しかし、最近、世界的に新造船として発注されるVLCCは、200〜280千DWT型以上に、300千DWTの隻数が非常に多いが、全て2重船殻構造であり、一軸で船幅が比較的広く、喫水がマラッカ海峡の通航にも問題ない船型のため、現在のVLCCの主流になりつつある。

(バルカーやその他)

バルカーや客船特にクルージング船の大型化を含め、各種船舶は輸送量の増大とともに、1980年代に船舶の大型化が促進され、特に世界の造船所の建造設備能力の増大が大型タンカーの建造を可能としたことに加えて主推進機関の大出力の推進機関の製造可能が、船舶の大型化を一層促進している。

現在の最大船型は、タンカで約550.O千DWT型、バルカーでは、約270千DWT型、クルージング船では約140千GT型で各船種とも近年、大型化の傾向がある。

 

3. コンテナ船の船腹量や船型の推移

1990年代から始まったコンテナ船の大型化に関し、過去の推移を振り返り、船腹量や竣工量など船型に関連した問題点などを検討することによって、今後の大型化について展望する。

(1) コンテナ船の船腹量と建造量の推移

イ 船腹量の構成変化

100GT以上の商船を対象としたロイズ統計によれば、コンテナ船の保有船腹量は1970年に、197隻、約1.91百万GTであったが、1999年末には、2,457隻、約55.26百万GTに増加し、過去29年間の伸び率は、年平均約12%であった。
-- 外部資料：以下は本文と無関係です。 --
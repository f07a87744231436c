//! Error types for the Layer III encoder
//!
//! Every failure the encoder can surface to a caller is described here.
//! Conditions the quantization loop handles by degrading quality (global
//! gain exhaustion, analog silence) are not errors and never appear below.

use thiserror::Error;

/// Generic failure code returned by [`EncoderError::code`]
pub const ERR_GENERIC: i32 = -1;
/// Output buffer was too small for the pending frame bytes
pub const ERR_BUFFER_TOO_SMALL: i32 = -2;
/// Invalid configuration detected at initialisation
pub const ERR_CONFIG: i32 = -3;
/// Input PCM did not match the configured layout
pub const ERR_INPUT: i32 = -4;
/// Internal bitstream inconsistency
pub const ERR_INTERNAL: i32 = -5;

/// Main error type for the encoder
#[derive(Debug, Error)]
pub enum EncoderError {
    /// Configuration-related errors
    #[error("Configuration error: {0}")]
    Config(#[from] ConfigError),

    /// Input data validation errors
    #[error("Input data error: {0}")]
    InputData(#[from] InputDataError),

    /// Encoding process errors
    #[error("Encoding error: {0}")]
    Encoding(#[from] EncodingError),
}

impl EncoderError {
    /// Stable negative integer for callers that speak in return codes
    pub fn code(&self) -> i32 {
        match self {
            EncoderError::Config(_) => ERR_CONFIG,
            EncoderError::InputData(_) => ERR_INPUT,
            EncoderError::Encoding(e) => e.code(),
        }
    }
}

/// Configuration validation errors
#[derive(Debug, Error, PartialEq)]
pub enum ConfigError {
    /// Unsupported sample rate
    #[error("Unsupported sample rate: {0} Hz")]
    UnsupportedSampleRate(u32),

    /// Unsupported bitrate
    #[error("Unsupported bitrate: {0} kbps")]
    UnsupportedBitrate(u32),

    /// Invalid channel configuration
    #[error("Invalid channel configuration: {0} channels")]
    InvalidChannels(u8),

    /// Incompatible sample rate and bitrate combination
    #[error("Incompatible sample rate ({sample_rate} Hz) and bitrate ({bitrate} kbps) combination")]
    IncompatibleRateCombination { sample_rate: u32, bitrate: u32 },

    /// Invalid stereo mode for channel count
    #[error("Invalid stereo mode {mode:?} for {channels} channels")]
    InvalidStereoMode { mode: String, channels: u8 },

    /// VBR quality outside 0..=9
    #[error("VBR quality {0} out of range 0..=9")]
    InvalidVbrQuality(f32),

    /// Encoder quality outside 0..=9
    #[error("Quality {0} out of range 0..=9")]
    InvalidQuality(u8),

    /// Unknown or unsupported preset
    #[error("Unknown preset: {0}")]
    UnknownPreset(String),
}

/// Input data validation errors
#[derive(Debug, Error, PartialEq)]
pub enum InputDataError {
    /// Channel buffers of different length
    #[error("Channel length mismatch: left has {left} samples, right has {right}")]
    ChannelLengthMismatch { left: usize, right: usize },

    /// Invalid channel count in PCM data
    #[error("Invalid channel count in PCM data: expected {expected}, got {actual}")]
    InvalidChannelCount { expected: usize, actual: usize },

    /// Interleaved buffer not a whole number of sample frames
    #[error("Interleaved PCM length {len} is not a multiple of {channels} channels")]
    RaggedInterleave { len: usize, channels: usize },

    /// Empty input data
    #[error("Empty input data provided")]
    EmptyInput,

    /// Encoding was already finished with `flush`
    #[error("Encoder already flushed")]
    AlreadyFlushed,
}

/// Encoding process errors
#[derive(Debug, Error, PartialEq)]
pub enum EncodingError {
    /// Caller-supplied output buffer cannot hold the pending bytes
    #[error("Output buffer too small: need {needed} bytes, have {available}")]
    BufferTooSmall { needed: usize, available: usize },

    /// Bitstream writing error
    #[error("Bitstream writing error: {0}")]
    BitstreamError(String),

    /// Bits written for a granule disagree with what the quantizer counted
    #[error("Bit count mismatch: counted {counted}, wrote {written}")]
    BitCountMismatch { counted: i32, written: i32 },
}

impl EncodingError {
    /// Negative return code for this error
    pub fn code(&self) -> i32 {
        match self {
            EncodingError::BufferTooSmall { .. } => ERR_BUFFER_TOO_SMALL,
            EncodingError::BitstreamError(_) | EncodingError::BitCountMismatch { .. } => {
                ERR_INTERNAL
            }
        }
    }
}

/// Specialized result types for different modules
pub type ConfigResult<T> = std::result::Result<T, ConfigError>;
pub type InputResult<T> = std::result::Result<T, InputDataError>;
pub type EncodingResult<T> = std::result::Result<T, EncodingError>;
pub type EncoderResult<T> = std::result::Result<T, EncoderError>;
そして、1990年代の10年間で見ると、未だ年平均11%の著しい伸びで増加している。

次に、100TEU以上のコンテナ船を対象としたClarkson Researchの統計によれば、世界のコンテナ船の船腹量は、1980年の649隻、約615千TEUから、1990年には、約1,643千TEUへ増大し、1999年には、2,533隻、約4,167TEUへ9年間に年平均約11%の伸びで増加している。